The UNSCOM and IAEA reports were received on Wednesday, 11 October 1995. No British companies are identified in either of the reports.
To ask the Secretary of State for Foreign and Commonwealth Affairs if he will make a statement on the referendum held in Iraq. 
The so-called referendum which the Iraqi Government held on 15 October was a farcical attempt by Saddam Hussein to claim democratic legitimacy. The system of brutal oppression in Iraq makes it impossible to express opposition to Saddam. We hope Iraqis will one day be able freely to decide their own future, although it is hard to imagine how this could be possible while Saddam is in power. We support the efforts of the Iraqi National Congress to form a united, representative opposition to Saddam's regime.
To ask the Secretary of State for Foreign and Commonwealth Affairs what steps are being taken further to publicise the amount of oil that the Iraqi regime is allowed to sell abroad under United Nations sanctions policy; and what estimate he has made of the revenue accruing to the Iraqi Government from the sale of oil. 

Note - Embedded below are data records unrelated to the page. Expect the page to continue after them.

//! Health check.

use axum::Json;
use serde_json::json;

pub async fn health() -> Json<serde_json::Value> {
    Json(json!({ "status": "ok" }))
}
//! Job lifecycle state and the projection returned to pollers.

use serde::{Deserialize, Serialize};

use super::probe::{ProbeResult, ProbeStatus};

/// Job lifecycle. Cancellation is modeled as `Failed` with error
/// `"cancelled"`; there are no transitions out of terminal states.
#[derive(Debug, Clone, Copy, PartialEq, Eq, Serialize, Deserialize)]
#[serde(rename_all = "snake_case")]
pub enum JobState {
    Pending,
    Running,
    Done,
    Failed,
}

impl JobState {
    pub fn is_terminal(&self) -> bool {
        matches!(self, JobState::Done | JobState::Failed)
    }
}

/// Snapshot of a job returned by `get(job_id, limit)`.
///
/// Counts always reflect the full result set even when `results` is
/// truncated by a poll limit.
#[derive(Debug, Clone, Serialize, Deserialize)]
pub struct JobView {
    pub job_id: String,
    pub state: JobState,
    pub username: String,
    pub providers_count: usize,
    pub results_count: usize,
    pub found_count: usize,
    pub failed_count: usize,

    #[serde(skip_serializing_if = "Option::is_none")]
    pub error: Option<String>,

    pub results: Vec<ProbeResult>,
}

impl JobView {
    /// Derive the counts from a full result slice.
    pub fn counts(results: &[ProbeResult]) -> (usize, usize) {
        let found = results
            .iter()
            .filter(|r| r.status == ProbeStatus::Found)
            .count();
        let failed = results
            .iter()
            .filter(|r| r.status == ProbeStatus::Error)
            .count();
        (found, failed)
    }
}
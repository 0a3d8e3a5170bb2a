//! Application setup: shared state and the router.

use std::sync::Arc;

use axum::routing::{get, post};
use axum::Router;
use scanner::client::{ClientConfig, HttpTransport};
use scanner::engine::ScanEngine;
use scanner::jobs::JobManager;
use scanner::limits::{LimiterConfig, RateController};
use scanner::providers::{builtin_code_drivers, DriverSettings};
use scanner::registry::Registry;
use scanner::restore::FaceRestoreClient;
use tower_http::cors::CorsLayer;
use tower_http::trace::TraceLayer;

use crate::config::Config;
use crate::routes;

/// Shared application state.
#[derive(Clone)]
pub struct AppState {
    pub manager: Arc<JobManager>,
    pub restore: Option<Arc<FaceRestoreClient>>,
}

/// Assemble the scanning core from config and wrap it in a router.
pub fn build_app(config: &Config) -> anyhow::Result<Router> {
    let transport = Arc::new(HttpTransport::new(&ClientConfig {
        socks_proxy: config.socks_proxy.clone(),
    })?);

    let limiter = Arc::new(RateController::new(
        &LimiterConfig::default().with_global_limit(config.concurrency),
    ));

    let settings = DriverSettings {
        hibp_api_key: config.hibp_api_key.clone(),
    };

    let mut builder = Registry::builder()
        .with_code_drivers(builtin_code_drivers(&settings))
        .with_builtin();
    if let Some(path) = &config.providers_file {
        builder = builder.with_file(path);
    }
    let registry = Arc::new(builder.build());

    let engine = Arc::new(
        ScanEngine::new(transport, limiter).with_settings(settings),
    );
    let manager = Arc::new(JobManager::new(Arc::clone(&registry), engine));

    let state = AppState {
        manager,
        restore: config
            .face_restore_url
            .as_ref()
            .map(|url| Arc::new(FaceRestoreClient::new(url))),
    };

    Ok(Router::new()
        .route("/api/scan", post(routes::scan::submit))
        .route("/api/jobs/:job_id", get(routes::jobs::poll))
        .route("/api/jobs/:job_id/cancel", post(routes::jobs::cancel))
        .route("/api/registry/reload", post(routes::registry::reload))
        .route("/api/reverse-image", get(routes::reverse_image::lookup))
        .route("/api/restore", post(routes::restore::restore))
        .route("/health", get(routes::health::health))
        .layer(TraceLayer::new_for_http())
        .layer(CorsLayer::permissive())
        .with_state(state))
}
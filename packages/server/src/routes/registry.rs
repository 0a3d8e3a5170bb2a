//! Registry hot-reload.

use axum::extract::State;
use axum::Json;
use serde_json::json;

use crate::app::AppState;

pub async fn reload(State(state): State<AppState>) -> Json<serde_json::Value> {
    let providers = state.manager.registry().reload();
    Json(json!({ "providers": providers }))
}
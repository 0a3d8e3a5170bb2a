//! CLI wrapper around the scanning core: run one scan to completion.
//!
//! Exit codes: 0 on success, 2 on invalid arguments, 3 when the scan
//! job ends in a failed state.

use std::path::PathBuf;
use std::process::ExitCode;
use std::sync::Arc;
use std::time::Duration;

use clap::{Parser, Subcommand};
use scanner::client::{ClientConfig, HttpTransport};
use scanner::engine::ScanEngine;
use scanner::jobs::{JobManager, SubmitOptions};
use scanner::limits::{LimiterConfig, RateController};
use scanner::providers::{builtin_code_drivers, DriverSettings};
use scanner::registry::Registry;
use scanner::types::{JobState, ProbeStatus};
use scanner::ScanError;

const EXIT_INVALID_ARGS: u8 = 2;
const EXIT_JOB_FAILED: u8 = 3;

#[derive(Parser)]
#[command(name = "scanctl", about = "Username-discovery scanner")]
struct Cli {
    #[command(subcommand)]
    command: Command,
}

#[derive(Subcommand)]
enum Command {
    /// Scan providers for a username and stream results
    Scan {
        username: String,

        /// Comma-separated provider subset (default: all)
        #[arg(long, value_delimiter = ',')]
        providers: Vec<String>,

        /// Extra provider descriptor YAML, merged after the builtin set
        #[arg(long)]
        providers_file: Option<PathBuf>,

        /// SOCKS5h proxy for .onion hosts
        #[arg(long)]
        socks_proxy: Option<String>,

        /// Global outbound concurrency cap
        #[arg(long, default_value_t = 6)]
        concurrency: usize,

        /// Print the final job as JSON instead of a table
        #[arg(long)]
        json: bool,
    },

    /// List the providers the registry would load
    Providers {
        #[arg(long)]
        providers_file: Option<PathBuf>,
    },
}

#[tokio::main]
async fn main() -> ExitCode {
    tracing_subscriber::fmt()
        .with_env_filter(
            tracing_subscriber::EnvFilter::try_from_default_env()
                .unwrap_or_else(|_| "warn".into()),
        )
        .init();

    let cli = Cli::parse();
    match cli.command {
        Command::Scan {
            username,
            providers,
            providers_file,
            socks_proxy,
            concurrency,
            json,
        } => {
            run_scan(
                &username,
                providers,
                providers_file,
                socks_proxy,
                concurrency,
                json,
            )
            .await
        }
        Command::Providers { providers_file } => {
            let registry = build_registry(providers_file, &DriverSettings::default());
            for name in registry.names() {
                println!("{name}");
            }
            ExitCode::SUCCESS
        }
    }
}

fn build_registry(providers_file: Option<PathBuf>, settings: &DriverSettings) -> Arc<Registry> {
    let mut builder = Registry::builder()
        .with_code_drivers(builtin_code_drivers(settings))
        .with_builtin();
    if let Some(path) = providers_file {
        builder = builder.with_file(path);
    }
    Arc::new(builder.build())
}

async fn run_scan(
    username: &str,
    providers: Vec<String>,
    providers_file: Option<PathBuf>,
    socks_proxy: Option<String>,
    concurrency: usize,
    json: bool,
) -> ExitCode {
    let transport = match HttpTransport::new(&ClientConfig { socks_proxy }) {
        Ok(transport) => Arc::new(transport),
        Err(err) => {
            eprintln!("error: {err}");
            return ExitCode::from(EXIT_INVALID_ARGS);
        }
    };

    let settings = DriverSettings {
        hibp_api_key: std::env::var("HIBP_API_KEY").ok(),
    };
    let registry = build_registry(providers_file, &settings);
    let limiter = Arc::new(RateController::new(
        &LimiterConfig::default().with_global_limit(concurrency),
    ));
    let engine = Arc::new(ScanEngine::new(transport, limiter).with_settings(settings));
    let manager = JobManager::new(registry, engine);

    let job_id = match manager.submit(
        username,
        SubmitOptions {
            providers,
            ..Default::default()
        },
    ) {
        Ok(id) => id,
        Err(err @ ScanError::InvalidUsername { .. }) => {
            eprintln!("error: {err}");
            return ExitCode::from(EXIT_INVALID_ARGS);
        }
        Err(err) => {
            eprintln!("error: {err}");
            return ExitCode::FAILURE;
        }
    };

    // stream results as they land; the list is append-only while running
    let mut printed = 0;
    let view = loop {
        let view = match manager.get(job_id, None) {
            Ok(view) => view,
            Err(err) => {
                eprintln!("error: {err}");
                return ExitCode::FAILURE;
            }
        };

        if !json {
            for result in &view.results[printed..] {
                let status = match result.status {
                    ProbeStatus::Found => "found",
                    ProbeStatus::NotFound => "not_found",
                    ProbeStatus::Unknown => "unknown",
                    ProbeStatus::Blocked => "blocked",
                    ProbeStatus::Error => "error",
                };
                println!(
                    "{:<18} {:<10} {:>6} ms  {}",
                    result.provider, status, result.elapsed_ms, result.url
                );
            }
        }
        printed = view.results.len();

        if view.state.is_terminal() {
            break view;
        }
        tokio::time::sleep(Duration::from_millis(150)).await;
    };

    if json {
        match serde_json::to_string_pretty(&view) {
            Ok(rendered) => println!("{rendered}"),
            Err(err) => eprintln!("error: {err}"),
        }
    } else {
        println!(
            "\n{} providers, {} found, {} failed",
            view.providers_count, view.found_count, view.failed_count
        );
    }

    match view.state {
        JobState::Done => ExitCode::SUCCESS,
        _ => {
            if let Some(error) = &view.error {
                eprintln!("scan failed: {error}");
            }
            ExitCode::from(EXIT_JOB_FAILED)
        }
    }
}
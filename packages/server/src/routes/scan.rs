//! Scan submission.

use axum::extract::State;
use axum::Json;
use base64::Engine as _;
use serde::{Deserialize, Serialize};

use scanner::SubmitOptions;

use crate::app::AppState;
use crate::error::ApiError;

#[derive(Debug, Deserialize)]
pub struct ScanRequest {
    pub username: String,
    #[serde(default)]
    pub providers: Option<Vec<String>>,
    /// Base64-encoded reference face images
    #[serde(default)]
    pub reference_images: Vec<String>,
}

#[derive(Debug, Serialize)]
pub struct ScanResponse {
    pub job_id: String,
}

pub async fn submit(
    State(state): State<AppState>,
    Json(request): Json<ScanRequest>,
) -> Result<Json<ScanResponse>, ApiError> {
    let mut references = Vec::with_capacity(request.reference_images.len());
    for encoded in &request.reference_images {
        let bytes = base64::engine::general_purpose::STANDARD
            .decode(encoded)
            .map_err(|_| ApiError::bad_request("reference image is not valid base64"))?;
        references.push(bytes);
    }

    let options = SubmitOptions {
        providers: request.providers.unwrap_or_default(),
        references,
    };
    let job_id = state.manager.submit(&request.username, options)?;

    Ok(Json(ScanResponse {
        job_id: job_id.to_string(),
    }))
}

We take every opportunity to urge Iraq to implement United Nations Security Council resolution 986, which would allow Iraq to export substantial amounts of oil in return for much-needed humanitarian supplies. Saddam Hussein must shoulder the responsibility for the suffering of the Iraqi people caused by his failure to do so. If the scheme were implemented, we estimate that Iraq could purchase approximately $2.5 billion of humanitarian supplies per annum. This compares with $5 billion spent on all civilian goods in 1989.